Ina Steiner on EmailIna Steiner on LinkedinIna Steiner on Twitter
Ina Steiner
Ina Steiner
Ina Steiner is co-founder and Editor of EcommerceBytes and has been reporting on ecommerce since 1999. She's a widely cited authority on marketplace selling and is author of "Turn eBay Data Into Dollars" (McGraw-Hill 2006). Her blog was featured in the book, "Blogging Heroes" (Wiley 2008). She is a member of the Online News Association (Sep 2005 - present) and Investigative Reporters and Editors (Mar 2006 - present). Follow her on Twitter at @ecommercebytes and send news tips to ina@ecommercebytes.com. See disclosure at EcommerceBytes.com/disclosure/.

4 thoughts on “A 1099-K Notification from PayPal Alerts Seller to Unanticipated Problem”

  1. While I am sympathetic to the reader on this issue, the business owner really needs to have two PayPal accounts one for each business entity. This is no different than comingling funds in a business bank account which also the IRS frowns upon. This is not really a PayPal problem but a business owner problem.

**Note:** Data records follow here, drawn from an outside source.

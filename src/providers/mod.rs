pub mod derived;
pub mod history_store;
pub mod quote_source;
pub mod reference_data;

pub use derived::DerivedQueries;
pub use history_store::HistoryStore;
pub use quote_source::QuoteSource;
pub use reference_data::ReferenceData;
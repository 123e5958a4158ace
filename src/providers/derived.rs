//! Derived queries: institutional buy/sell flows, shareholding
//! distribution, monthly revenue, quarterly EPS, and foreign futures open
//! interest. All go through the primary provider's `/api/v4/data` REST
//! endpoint, one dataset per query.

use crate::core::HttpClient;
use serde::Deserialize;
use url::Url;

pub struct DerivedQueries {
    http: HttpClient,
    api_token: Option<String>,
}

/// One day's net institutional flow for one ticker, in lots.
#[derive(Debug, Clone, Copy)]
pub struct InstitutionalDayFlow {
    pub date: chrono::NaiveDate,
    pub foreign_net: f64,
    pub trust_net: f64,
    pub dealer_net: f64,
}

#[derive(Debug, Clone, Copy)]
pub struct RevenueMonth {
    pub year_month: (i32, u32),
    pub revenue: f64,
    pub yoy_pct: f64,
}

#[derive(Debug, Clone, Copy)]
pub struct EpsQuarter {
    pub eps: f64,
}

#[derive(Debug, Clone, Copy)]
pub struct HolderWeek {
    pub date: chrono::NaiveDate,
    /// Percent of shares held by accounts holding >= 1,000 lots.
    pub major_holder_pct: f64,
}

#[derive(Debug, Clone, Copy, Default)]
pub struct FuturesDayOi {
    pub date: chrono::NaiveDate,
    pub net_oi: f64,
}

impl DerivedQueries {
    pub fn new(http: HttpClient, api_token: Option<String>) -> Self {
        Self { http, api_token }
    }

    fn query(&self, dataset: &str, id: Option<&str>, start: Option<&str>) -> Vec<(String, String)> {
        let mut q = vec![("dataset".to_string(), dataset.to_string())];
        if let Some(id) = id {
            q.push(("data_id".to_string(), id.to_string()));
        }
        if let Some(start) = start {
            q.push(("start_date".to_string(), start.to_string()));
        }
        if let Some(token) = &self.api_token {
            q.push(("token".to_string(), token.clone()));
        }
        q
    }

    /// Net buy/sell by participant category over the last `days` trading
    /// days, converted shares -> lots by integer division by 1000.
    pub async fn institutional_flows(&self, id: &str, days: i64) -> Vec<InstitutionalDayFlow> {
        let start = (chrono::Local::now().date_naive() - chrono::Duration::days(days * 2))
            .format("%Y-%m-%d")
            .to_string();
        let query = self.query("TaiwanStockInstitutionalInvestorsBuySell", Some(id), Some(&start));
        let Ok(url) = Url::parse_with_params("https://api.finmindtrade.com/api/v4/data", &query) else {
            return Vec::new();
        };
        let Ok(resp) = self.http.get_json::<FinMindFlowResponse>(url).await else {
            return Vec::new();
        };

        let mut by_date: std::collections::BTreeMap<chrono::NaiveDate, InstitutionalDayFlow> =
            std::collections::BTreeMap::new();
        for row in resp.data {
            let Ok(date) = chrono::NaiveDate::parse_from_str(&row.date, "%Y-%m-%d") else {
                continue;
            };
            let entry = by_date.entry(date).or_insert(InstitutionalDayFlow {
                date,
                foreign_net: 0.0,
                trust_net: 0.0,
                dealer_net: 0.0,
            });
            let net_lots = (row.buy - row.sell) / 1000.0;
            match row.name.as_str() {
                "Foreign_Investor" | "Foreign_Dealer_Self" => entry.foreign_net += net_lots,
                "Investment_Trust" => entry.trust_net += net_lots,
                "Dealer_self" | "Dealer_Hedging" => entry.dealer_net += net_lots,
                _ => {}
            }
        }

        let mut out: Vec<_> = by_date.into_values().collect();
        let len = out.len();
        if len as i64 > days {
            out.drain(0..(len - days as usize));
        }
        out
    }

    pub async fn monthly_revenue(&self, id: &str) -> Vec<RevenueMonth> {
        let query = self.query("TaiwanStockMonthRevenue", Some(id), None);
        let Ok(url) = Url::parse_with_params("https://api.finmindtrade.com/api/v4/data", &query) else {
            return Vec::new();
        };
        let Ok(resp) = self.http.get_json::<FinMindRevenueResponse>(url).await else {
            return Vec::new();
        };
        resp.data
            .into_iter()
            .map(|r| RevenueMonth {
                year_month: (r.revenue_year, r.revenue_month),
                revenue: r.revenue,
                yoy_pct: r.revenue_yoy_ratio.unwrap_or(0.0),
            })
            .collect()
    }

    /// Trailing four quarters of EPS, most recent last.
    pub async fn quarterly_eps(&self, id: &str) -> Vec<EpsQuarter> {
        let query = self.query("TaiwanStockFinancialStatements", Some(id), None);
        let Ok(url) = Url::parse_with_params("https://api.finmindtrade.com/api/v4/data", &query) else {
            return Vec::new();
        };
        let Ok(resp) = self.http.get_json::<FinMindStatementsResponse>(url).await else {
            return Vec::new();
        };
        resp.data
            .into_iter()
            .filter(|r| r.type_field == "EPS")
            .map(|r| EpsQuarter { eps: r.value })
            .collect()
    }

    pub async fn shareholding_distribution(&self, id: &str) -> Vec<HolderWeek> {
        let query = self.query("TaiwanStockShareholding", Some(id), None);
        let Ok(url) = Url::parse_with_params("https://api.finmindtrade.com/api/v4/data", &query) else {
            return Vec::new();
        };
        let Ok(resp) = self.http.get_json::<FinMindHoldingResponse>(url).await else {
            return Vec::new();
        };
        resp.data
            .into_iter()
            .filter_map(|r| {
                let date = chrono::NaiveDate::parse_from_str(&r.date, "%Y-%m-%d").ok()?;
                Some(HolderWeek { date, major_holder_pct: r.percent })
            })
            .collect()
    }

    /// Two most recent days' net OI for foreign investors' futures
    /// position (Taiwan-index futures, `TX`). Falls back to the HTML
    /// table feed when the primary path returns nothing (see
    /// `market::sentiment`, which owns that fallback).
    pub async fn futures_open_interest(&self) -> Vec<FuturesDayOi> {
        let query = self.query("TaiwanFuturesInstitutionalInvestors", None, None);
        let Ok(url) = Url::parse_with_params("https://api.finmindtrade.com/api/v4/data", &query) else {
            return Vec::new();
        };
        let Ok(resp) = self.http.get_json::<FinMindFuturesResponse>(url).await else {
            return Vec::new();
        };

        let mut by_date: std::collections::BTreeMap<chrono::NaiveDate, (f64, f64)> =
            std::collections::BTreeMap::new();
        for row in resp.data {
            if !row.name.contains("Foreign") || row.futures_id != "TX" {
                continue;
            }
            let Ok(date) = chrono::NaiveDate::parse_from_str(&row.date, "%Y-%m-%d") else {
                continue;
            };
            let entry = by_date.entry(date).or_insert((0.0, 0.0));
            entry.0 += row.long_oi;
            entry.1 += row.short_oi;
        }

        let mut out: Vec<_> = by_date
            .into_iter()
            .map(|(date, (long, short))| FuturesDayOi { date, net_oi: long - short })
            .collect();
        let len = out.len();
        if len > 2 {
            out.drain(0..len - 2);
        }
        out
    }
}

#[derive(Debug, Deserialize)]
struct FinMindFlowResponse {
    #[serde(default)]
    data: Vec<FinMindFlowRow>,
}

#[derive(Debug, Deserialize)]
struct FinMindFlowRow {
    date: String,
    name: String,
    buy: f64,
    sell: f64,
}

#[derive(Debug, Deserialize)]
struct FinMindRevenueResponse {
    #[serde(default)]
    data: Vec<FinMindRevenueRow>,
}

#[derive(Debug, Deserialize)]
struct FinMindRevenueRow {
    revenue_year: i32,
    revenue_month: u32,
    revenue: f64,
    #[serde(rename = "revenue_YoY_ratio", default)]
    revenue_yoy_ratio: Option<f64>,
}

#[derive(Debug, Deserialize)]
struct FinMindStatementsResponse {
    #[serde(default)]
    data: Vec<FinMindStatementsRow>,
}

#[derive(Debug, Deserialize)]
struct FinMindStatementsRow {
    #[serde(rename = "type")]
    type_field: String,
    value: f64,
}

#[derive(Debug, Deserialize)]
struct FinMindHoldingResponse {
    #[serde(default)]
    data: Vec<FinMindHoldingRow>,
}

#[derive(Debug, Deserialize)]
struct FinMindHoldingRow {
    date: String,
    percent: f64,
}

#[derive(Debug, Deserialize)]
struct FinMindFuturesResponse {
    #[serde(default)]
    data: Vec<FinMindFuturesRow>,
}

#[derive(Debug, Deserialize)]
struct FinMindFuturesRow {
    date: String,
    name: String,
    #[serde(rename = "futures_id")]
    futures_id: String,
    #[serde(rename = "long_open_interest_volume")]
    long_oi: f64,
    #[serde(rename = "short_open_interest_volume")]
    short_oi: f64,
}
//! CSV export with a UTF-8 BOM prefix (so legacy spreadsheet tools
//! render CJK columns correctly) under the date-stamped output tree.

use crate::core::ScreenError;
use crate::model::{Batch, StageSnapshot};
use chrono::NaiveDate;
use serde::Serialize;
use std::fs::File;
use std::io::Write;
use std::path::{Path, PathBuf};
use tracing::{info, warn};

const BOM: &[u8] = b"\xEF\xBB\xBF";
const RETENTION_DAYS: i64 = 30;

pub fn date_dir(out_root: &Path, date: NaiveDate) -> PathBuf {
    out_root.join(date.format("%Y%m%d").to_string())
}

/// Writes `rows` as BOM-prefixed CSV, serializing each row with `serde`.
fn write_csv_with_bom<T: Serialize>(path: &Path, rows: &[T]) -> Result<(), ScreenError> {
    if let Some(parent) = path.parent() {
        std::fs::create_dir_all(parent)?;
    }
    let mut file = File::create(path)?;
    file.write_all(BOM)?;
    let mut writer = csv::Writer::from_writer(file);
    for row in rows {
        writer.serialize(row)?;
    }
    writer.flush()?;
    Ok(())
}

#[derive(Serialize)]
struct RowRecord<'a> {
    id: &'a str,
    name: &'a str,
    venue: &'static str,
    industry: &'a str,
    price: f64,
    open: f64,
    high: f64,
    low: f64,
    prev_close: f64,
    volume: f64,
    change_pct: f64,
    columns_json: String,
}

fn to_records(batch: &Batch) -> Vec<RowRecord<'_>> {
    batch
        .iter()
        .map(|r| RowRecord {
            id: &r.id,
            name: &r.name,
            venue: r.venue.as_str(),
            industry: &r.industry,
            price: r.price,
            open: r.open,
            high: r.high,
            low: r.low,
            prev_close: r.prev_close,
            volume: r.volume,
            change_pct: r.change_pct,
            columns_json: serde_json::to_string(&r.columns).unwrap_or_default(),
        })
        .collect()
}

pub fn export_final_batch(out_root: &Path, date: NaiveDate, mode: &str, stamp: &str, batch: &Batch) {
    let path = date_dir(out_root, date).join(format!("screener_{mode}_{stamp}.csv"));
    match write_csv_with_bom(&path, &to_records(batch)) {
        Ok(()) => info!(path = %path.display(), rows = batch.len(), "exported final batch"),
        Err(e) => warn!(error = %e, path = %path.display(), "failed to export final batch"),
    }
}

pub fn export_step_snapshots(out_root: &Path, date: NaiveDate, mode: &str, stamp: &str, snapshots: &[StageSnapshot]) {
    let dir = date_dir(out_root, date).join(format!("steps_{mode}_{stamp}"));
    for snap in snapshots {
        let path = dir.join(format!("step_{:02}_{}.csv", snap.step_number, snap.name));
        if let Err(e) = write_csv_with_bom(&path, &to_records(&snap.batch)) {
            warn!(error = %e, path = %path.display(), "failed to export step snapshot");
        }
    }
}

#[derive(Serialize)]
pub struct PoolRecord {
    pub id: String,
    pub name: String,
    pub consecutive_days: u32,
}

pub fn export_bullish_pool(out_root: &Path, date: NaiveDate, rows: &[PoolRecord]) {
    let path = date_dir(out_root, date).join("bullish_pool.csv");
    if let Err(e) = write_csv_with_bom(&path, rows) {
        warn!(error = %e, path = %path.display(), "failed to export bullish pool");
    }
}

#[derive(Serialize)]
pub struct InstitutionalRecord {
    pub id: String,
    pub foreign_consecutive_buy: u32,
    pub trust_consecutive_buy: u32,
    pub foreign_20d_sum: f64,
    pub trust_20d_sum: f64,
}

pub fn export_institutional(out_root: &Path, date: NaiveDate, rows: &[InstitutionalRecord]) {
    let path = date_dir(out_root, date).join("institutional_tracking.csv");
    if let Err(e) = write_csv_with_bom(&path, rows) {
        warn!(error = %e, path = %path.display(), "failed to export institutional tracking");
    }
}

/// Removes date-stamped subdirectories older than [`RETENTION_DAYS`].
pub fn purge_old_runs(out_root: &Path, today: NaiveDate) {
    let Ok(entries) = std::fs::read_dir(out_root) else { return };
    for entry in entries.flatten() {
        let Ok(file_type) = entry.file_type() else { continue };
        if !file_type.is_dir() {
            continue;
        }
        let name = entry.file_name();
        let Some(name) = name.to_str() else { continue };
        let Ok(dir_date) = NaiveDate::parse_from_str(name, "%Y%m%d") else { continue };
        if (today - dir_date).num_days() > RETENTION_DAYS {
            if let Err(e) = std::fs::remove_dir_all(entry.path()) {
                warn!(error = %e, dir = name, "failed to purge old output directory");
            } else {
                info!(dir = name, "purged output directory older than 30 days");
            }
        }
    }
}

#[cfg(test)]
mod tests {
    use super::*;
    use crate::model::{Row, Venue};

    #[test]
    fn writes_bom_prefixed_csv() {
        let dir = std::env::temp_dir().join(format!("export-test-{}", std::process::id()));
        let _ = std::fs::remove_dir_all(&dir);
        let batch: Batch = vec![Row::new("1101", "Taiwan Cement", Venue::Main)];
        export_final_batch(&dir, NaiveDate::from_ymd_opt(2024, 1, 1).unwrap(), "left", "093000", &batch);
        let path = date_dir(&dir, NaiveDate::from_ymd_opt(2024, 1, 1).unwrap()).join("screener_left_093000.csv");
        let bytes = std::fs::read(&path).unwrap();
        assert_eq!(&bytes[..3], BOM);
        let _ = std::fs::remove_dir_all(&dir);
    }

    #[test]
    fn purge_removes_directories_older_than_retention() {
        let dir = std::env::temp_dir().join(format!("export-purge-{}", std::process::id()));
        let _ = std::fs::remove_dir_all(&dir);
        std::fs::create_dir_all(dir.join("20200101")).unwrap();
        std::fs::create_dir_all(dir.join("20990101")).unwrap();
        purge_old_runs(&dir, NaiveDate::from_ymd_opt(2024, 6, 1).unwrap());
        assert!(!dir.join("20200101").exists());
        assert!(dir.join("20990101").exists());
        let _ = std::fs::remove_dir_all(&dir);
    }
}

  2. When you file I would just have the business write off some kind of expense to the other business and the other business can now claim that money as income. Looks like the writer is dealing with small $, I don’t think the IRS will be scrutinizing his businesses..

  3. Don’t count on it. I know poor people the IRS has went after for not that much money (under $500). The Dems need all the tax money they can get to spend on their agendas! This $600 threshold was the start and now hiring 87k more IRS agents will accomplish their goal.

  4. Since I first began using PP it’s been disheartening because there doesn’t seem to be a way to distinguish between payments or income. All PP seems to know is “money in” and “money out.” They lump personal and business transactions into one single “account.” To be absolutely safe I would agree with DTSM, it’s better to have two separate accounts. That of course depends on whether PP will allow one individual to do so.

    The only other thought I can think of is if there would be some way to code each transaction to apply to Business A or Business B, so that you could sort the PP total financial report into the correct business, once you got the information into a spreadsheet. I do not know whether PP will generate separate financial reports for different emails (if the businesses have emails that are different from each other and are both registered with PP). I haven’t ever tried, but that might be a possibility.